MicroRNAs (miRs) are a class of non-coding RNAs of 18–25 nucleotides in length that act as key regulators of gene expression through binding to the 3′ untranslated region (UTR) of their target mRNAs, eventually resulting in mRNA degradation or inhibition of protein translation (8–10). Various miRs have been implicated in a variety of physiological and pathological processes, including development and differentiation, cell proliferation and apoptosis, angiogenesis, cell motility and tumorigenesis (11–13). Furthermore, deregulated miRs have been implicated in various human cancer types, including miR-10 (14), miR-21 (15), miR-138 (16) and miR-576 (17), which have either promotive or suppressive roles in BC.

miR-124 has been demonstrated to act as a tumor suppressor in BC (18–20). It was reported to be frequently methylated in primary BC tissues in a tumor-specific manner (18). Xu et al (19) indicated that miR-124-3p inhibited the migration and invasiveness of BC cells by targeting Rho-associated protein kinase 1 (ROCK1). Wang et al (20) demonstrated that miR-124 exerted suppressive effects on cell proliferation, motility and angiogenesis of BC by targeting ubiquitin-like, containing PHD and RING finger domains, 1 (UHRF1). In addition, Zhang et al (21) indicated that miR-124 inhibited BC growth by directly targeting cyclin D kinase (CDK4). However, the detailed regulatory mechanism of miR-124 in BC cells has remained to be fully elucidated.

Caveolin 1 (CAV1), a scaffolding protein, is the major component of the caveolae within plasma membranes that are present in various cell types (22). Increased expression of CAV1 was observed in high-grade BC, and CAV1 has been suggested to be a potential target for cancer prevention (22–24). However, the regulatory mechanism of CAV1 expression in BC remains elusive.

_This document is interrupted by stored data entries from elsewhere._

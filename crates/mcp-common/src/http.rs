/// Plain-text HTTP GET client for servers that proxy remote documents.
///
/// One request per call: no retries, no caching. A non-2xx reply becomes
/// `CommonError::Upstream` carrying the status and its canonical reason phrase.
use std::time::Duration;

use reqwest::StatusCode;
use tracing::debug;

use crate::error::CommonError;

#[derive(Clone, Debug)]
pub struct HttpClientConfig {
    pub user_agent: String,
    /// `None` leaves the request unbounded.
    pub timeout: Option<Duration>,
}

impl HttpClientConfig {
    pub fn new(user_agent: impl Into<String>) -> Self {
        Self {
            user_agent: user_agent.into(),
            timeout: None,
        }
    }

    /// Reads `{prefix}_USER_AGENT` and `{prefix}_HTTP_TIMEOUT_SECS`.
    ///
    /// Unset or unparsable values keep the defaults: the given user agent and no timeout.
    pub fn from_env(prefix: &str, default_user_agent: &str) -> Self {
        let user_agent = std::env::var(format!("{prefix}_USER_AGENT"))
            .ok()
            .filter(|s| !s.trim().is_empty())
            .unwrap_or_else(|| default_user_agent.to_string());

        let timeout = std::env::var(format!("{prefix}_HTTP_TIMEOUT_SECS"))
            .ok()
            .and_then(|s| s.parse::<u64>().ok())
            .filter(|&n| n > 0)
            .map(Duration::from_secs);

        Self {
            user_agent,
            timeout,
        }
    }
}

#[derive(Clone, Debug)]
pub struct HttpClient {
    config: HttpClientConfig,
    http: reqwest::Client,
}

impl HttpClient {
    pub fn new(config: HttpClientConfig) -> Result<Self, CommonError> {
        let mut builder = reqwest::Client::builder().user_agent(config.user_agent.clone());
        if let Some(timeout) = config.timeout {
            builder = builder.timeout(timeout);
        }
        let http = builder.build()?;
        Ok(Self { config, http })
    }

    pub fn config(&self) -> &HttpClientConfig {
        &self.config
    }

    /// GET `url` and return the full body as text.
    pub async fn get_text(&self, url: &str) -> Result<String, CommonError> {
        let resp = self.http.get(url).send().await?;
        let status = resp.status();
        debug!(url, status = status.as_u16(), "upstream responded");

        if !status.is_success() {
            return Err(CommonError::Upstream {
                status,
                reason: status_text(status),
            });
        }

        Ok(resp.text().await?)
    }
}

fn status_text(status: StatusCode) -> String {
    status
        .canonical_reason()
        .unwrap_or("Unknown Status")
        .to_string()
}

#[cfg(test)]
mod tests {
    use super::*;

    #[tokio::test]
    async fn get_text_returns_body_verbatim() {
        let server = wiremock::MockServer::start().await;
        wiremock::Mock::given(wiremock::matchers::method("GET"))
            .and(wiremock::matchers::path("/page.html"))
            .respond_with(
                wiremock::ResponseTemplate::new(200).set_body_string("<html><h1>Hi</h1></html>"),
            )
            .mount(&server)
            .await;

        let client = HttpClient::new(HttpClientConfig::new("test-agent")).unwrap();
        let body = client
            .get_text(&format!("{}/page.html", server.uri()))
            .await
            .unwrap();
        assert_eq!(body, "<html><h1>Hi</h1></html>");
    }

    #[tokio::test]
    async fn non_success_status_is_upstream_error() {
        let server = wiremock::MockServer::start().await;
        wiremock::Mock::given(wiremock::matchers::method("GET"))
            .respond_with(wiremock::ResponseTemplate::new(404))
            .mount(&server)
            .await;

        let client = HttpClient::new(HttpClientConfig::new("test-agent")).unwrap();
        let err = client
            .get_text(&format!("{}/missing.html", server.uri()))
            .await
            .unwrap_err();

        match err {
            CommonError::Upstream { status, reason } => {
                assert_eq!(status, StatusCode::NOT_FOUND);
                assert_eq!(reason, "Not Found");
            }
            other => panic!("expected Upstream, got {other:?}"),
        }
    }

    #[tokio::test]
    async fn sends_configured_user_agent() {
        let server = wiremock::MockServer::start().await;
        wiremock::Mock::given(wiremock::matchers::method("GET"))
            .and(wiremock::matchers::header("user-agent", "guides-test/1.0"))
            .respond_with(wiremock::ResponseTemplate::new(200).set_body_string("ok"))
            .mount(&server)
            .await;

        let client = HttpClient::new(HttpClientConfig::new("guides-test/1.0")).unwrap();
        let body = client.get_text(&server.uri()).await.unwrap();
        assert_eq!(body, "ok");
    }

    #[test]
    fn config_defaults_to_no_timeout() {
        let config = HttpClientConfig::from_env("MCP_COMMON_TEST_UNSET", "agent/0");
        assert_eq!(config.user_agent, "agent/0");
        assert!(config.timeout.is_none());
    }
}
use std::sync::Arc;

use tracing::{error, info, instrument};

use crate::categories::{category_of, UNKNOWN_CATEGORY};
use crate::config::Config;
use crate::error::AppError;
use crate::model::GuideDetail;
use crate::registry::{guide_description, guide_title, guide_url};
use mcp_common::error::CommonError;
use mcp_common::http::HttpClient;

/// Fetches one guide page per call. No existence check, caching or retry.
pub struct GuideFetcher {
    config: Arc<Config>,
    http: HttpClient,
}

impl GuideFetcher {
    pub fn new(config: Arc<Config>) -> Result<Self, AppError> {
        let http = HttpClient::new(config.http.clone())?;
        Ok(Self { config, http })
    }

    #[instrument(skip(self))]
    pub async fn fetch_guide_details(&self, guide_name: &str) -> Result<GuideDetail, AppError> {
        self.try_fetch(guide_name)
            .await
            .inspect_err(|e| error!(error = %e, "error fetching guide details"))
    }

    async fn try_fetch(&self, guide_name: &str) -> Result<GuideDetail, AppError> {
        let url = guide_url(&self.config.base_url, guide_name);

        let content = self.http.get_text(&url).await.map_err(|e| match e {
            CommonError::Upstream { reason, .. } => AppError::Fetch {
                guide: guide_name.to_string(),
                status: reason,
            },
            other => AppError::Common(other),
        })?;

        let category = category_of(guide_name).unwrap_or(UNKNOWN_CATEGORY);
        let title = guide_title(guide_name);
        info!(url, category, bytes = content.len(), "guide fetched");

        Ok(GuideDetail {
            name: guide_name.to_string(),
            description: Some(guide_description(&title, &self.config.version)),
            title,
            url,
            category: category.to_string(),
            content,
            sections: None,
            table_of_contents: None,
        })
    }
}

The aim of the present study was to investigate the underlying mechanism of the regulatory effects of miR-124 in BC progression.

Materials and methods

Tissue samples

The present study was approved by the Ethics Committee of the Third Xiangya Hospital, Central South University (Changsha, China). A total of 73 BC tissues and adjacent non-tumor tissues were collected at the Third Xiangya Hospital, Central South University (Changsha, China) between May 2010 and May 2011. Written informed consent was obtained from all patients. The clinicopathologic characteristics of the included BC patients are summarized in Table I. After surgical removal, tissues were immediately snap-frozen in liquid nitrogen.

Table I.

Association between microRNA-124 expression and clinicopathologic characteristics of bladder cancer patients.

Variable	Total (n=73)	Low expression (n=38)	High expression (n=35)	P-value
Sex				0.214
Male	51	24	27
Female	22	14	8
Age (years)				0.294
≤60	53	30	23
>60	20	8	12
Tumor size (cm)				0.162
≤3	37	16	21
>3	36	22	14
Grade				0.182
Well and moderately differentiated	55	26	29
Poorly differentiated	18	12	6
Clinical T stage				0.005
Ta+Tis+T1	31	10	21
T2-T4	42	28	14
Lymph node metastasis				0.025
Present	25	18	7
Absent	48	20	28
Distant metastasis				0.109
Present	7	6	1
Absent	66	32	34

Cell culture

The normal human bladder epithelial cell line SV-HUC-1 and the BC cell lines T24, HT-1376 and 5637 were purchased from the American Type Culture Collection (Manassas, VA, USA). Cells were cultured in Dulbecco's modified Eagle's medium (DMEM; Thermo Fisher Scientific, Inc., Waltham, MA, USA) supplemented with 10% foetal bovine serum (FBS; Thermo Fisher Scientific, Inc.) at 37°C with 5% CO2.

Cell transfection

T24 cells were transfected with miR-124 mimics (HmiR0126-MR04), scrambled miR mimics (miR-NC; CmiR0001-MR04), a miR-124 inhibitor (HmiR-AN0074-SN-10) or a negative control (NC) inhibitor (CmiR-AN0001-SN; all Guangzhou FulenGen Co. Ltd., Guangzhou, China). In another experiment, cells were co-transfected with miR-124 mimics and blank pcDNA3.1 vector (Yearthbio, Changsha, China) or with miR-124 mimics and the pcDNA3.1-CAV1 open reading frame plasmid (Yearthbio). All transfections were performed using Lipofectamine™ 2000 (Thermo Fisher Scientific, Inc.) according to the manufacturer's protocol. Cells were then cultured for 48 h prior to use in the subsequent assays.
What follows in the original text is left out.